Быть может, мои размышления двигаются в ложном направлении, расходятся с намерениями Гжегожевского и смыслом его творчества. Я предпочитаю, однако, ошибиться, нежели преждевременно принять правила искусства, признающего «замалчивание» своим наивысшим и самым универсальным достижением. Гжегожевский, говоря о собственном театре, акцентировал формальную интуитивно осуществляемую систему, подчиняющуюся законам ритма и недомолвок. Поэтому мне и хотелось бы столь сильно обрисовать исторические контуры жеста замалчивания в его театре, уловить материальную реальность того, что оказалось незамеченным: задуматься над значением истории, переживаемой в точке беспамятства, в ситуации оборванных — или же находящихся под угрозой быть оборванными — связей со зрительным залом. Имеет ли 1985 год в истории нашего беспамятства какое-то особое значение? Налаживал ли спектакль Гжегожевского некую молчаливую связь с определенными формами общественной амнезии того времени?

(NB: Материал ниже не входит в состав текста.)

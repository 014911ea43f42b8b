mod cli;
mod commands;
mod error;
mod output;

use clap::Parser;
use std::process::ExitCode;
use tracing_subscriber::EnvFilter;

use crate::cli::Cli;
use crate::error::CliError;

#[tokio::main(flavor = "current_thread")]
async fn main() -> ExitCode {
    let cli = Cli::parse();
    init_tracing(cli.verbose);

    match run(&cli).await {
        Ok(code) => code,
        Err(error) => {
            eprintln!("error: {error}");
            ExitCode::from(error.exit_code())
        }
    }
}

/// Logs go to stderr so stdout stays a single JSON document.
fn init_tracing(verbose: bool) {
    let default_level = if verbose { "debug" } else { "info" };
    tracing_subscriber::fmt()
        .with_env_filter(
            EnvFilter::try_from_default_env().unwrap_or_else(|_| EnvFilter::new(default_level)),
        )
        .with_writer(std::io::stderr)
        .with_ansi(false)
        .init();
}

async fn run(cli: &Cli) -> Result<ExitCode, CliError> {
    let result = commands::run(cli).await?;
    output::render(&result.data, cli.pretty)?;

    if result.failed_units > 0 {
        return Ok(ExitCode::from(3));
    }

    Ok(ExitCode::SUCCESS)
}
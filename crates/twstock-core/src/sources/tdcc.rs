//! TDCC open-data shareholding distribution, always the latest week.

use super::{csv_table, FetchOutcome, BROWSER_USER_AGENT};
use crate::domain::Venue;
use crate::error::SourceError;
use crate::http_client::{HttpRequest, HttpResponse};

const OPEN_DATA_URL: &str = "https://opendata.tdcc.com.tw/getOD.ashx?id=1-5";

pub(super) fn request() -> HttpRequest {
    HttpRequest::get(OPEN_DATA_URL).with_header("user-agent", BROWSER_USER_AGENT)
}

pub(super) fn parse(response: &HttpResponse) -> Result<FetchOutcome, SourceError> {
    if !response.is_success() {
        return Err(SourceError::fetch(
            Venue::Tdcc,
            format!("HTTP status {}", response.status),
        ));
    }
    csv_table(Venue::Tdcc, &response.body).map(FetchOutcome::from_table)
}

В рецензиях «Медленного потемнения живописных изображений» выделяли, скорее, как я уже упоминал, экзистенциальный мотив; исторические послеобразы не становились предметом анализа и размышлений, самое большое — на полях отмечался факт их присутствия. Означает ли это, что они были признаны хорошо усвоенным и тем самым — ставшим универсальным кодом современного искусства? Должны ли они были работать скрыто, создавая ауру катастрофы, впечатление чего-то экстремального и неизбежного?
Гжегожевский, будучи художником, в то же время играл «художника», который не принадлежит своей эпохе, что позволяло ему убегать в разнообразные мистификации. «Ненаписанные пьесы» составляли их часть. Гжегожевский не был ни Барнетом Ньюманом, ни Владиславом Стшеминским, ни Тадеушем Кантором. Артикуляции паралича воображения у него более слабые, ретирующиеся, лишенные функции радикального свидетельства по отношению к конкретной исторической катастрофе. Гжегожевский ведь не занимался искусством возвышенного, он занимался искусством аллегории. Как заметила Анна Цейдлер-Янишевская, это особые модели проработки в искусстве ХХ века потери метафизической почвы. Искусство, возникающее в рамках эстетики возвышенного, «может воплощать угрозу пустоты (того, что ничего не произойдет) и одновременно эту угрозу предотвращать». Что означает, что «возвышенное искусство побуждает к движению между жизнью и смертью», а это побуждение является «его здоровьем и его жизнью»[893]
. В свою очередь художник, занимающийся аллегорией, как объясняет Цейдлер-Янишевская, «извлекает из целого фрагменты; лишая их того значения, которое они до этого имели, как бы предает их смерти»[894]. Движение «оживления» в рамках эстетики аллегории — это действие, производимое как акт воли, зачастую мучительно-трудное, находящееся под угрозой потери коммуникации с реципиентом. В рамках эстетики аллегории любая «историчность» подвергается сложной и многозначной обработке, оказывается вовлечена в отслеживание и заметание следов, становится похожа на сон, на дислоцированное бытие. Хотя полностью не пропадает. Тем не менее ей угрожает определенная «оперность» и даже «опереточность».«Катастрофа кота», шокирующая биологичность смерти не может находиться в поле зрения — разве что в форме шифра, ребуса. Использованный «как в опере» жест возвышенности позволяет привести в движение защитные механизмы. Вместо того чтобы высвободить шок от невозможности репрезентации, он способствует исчезновению образов, «постепенному затемнению живописных изображений»; то, что остается — это аллегорические послеобразы. Мы имеем дело с меланхолическим моментом сомнения над тем, как придать значение уцелевшим объектам, пребывающим теперь в изоляции, а не с характерным для эффекта возвышенного обрывом смысла. Катастрофа красива, и она уже произошла. Она красива, потому что произошла и возвращается как предчувствие, а не как воспоминание. Гжегожевский ведь хотел, чтобы мы переживали ее как «выражение страха перед грядущим неизвестным»[895]
— как если бы катастрофа только сейчас ждала нас в засаде, сгущалась вокруг нас. Однако действительно ли благодаря такому временнóму сдвигу «понимание и переживание истории возвращается к единичному человеку»[896]? Не следует ли сказать, что многократные проекции одного и того же клише должны привести к исчезновению образа и сублимации страха?Может быть, если бы удалось отследить этот момент симуляции, фальши, оперности и извлечь его из творчества Гжегожевского, мы бы ближе подошли к тому, что в этом театре более всего неповторимо, неожиданно и по-настоящему провокационно. Мелкая уловка сознания, вспышка мистифицированной ситуации позирования для снимка, доля секунды, которая позволяет подставить красоту на место реальности, приоткрывают аллегорическую природу театра Гжегожевского. Именно из таких моментов было соткано «Медленное потемнение живописных изображений».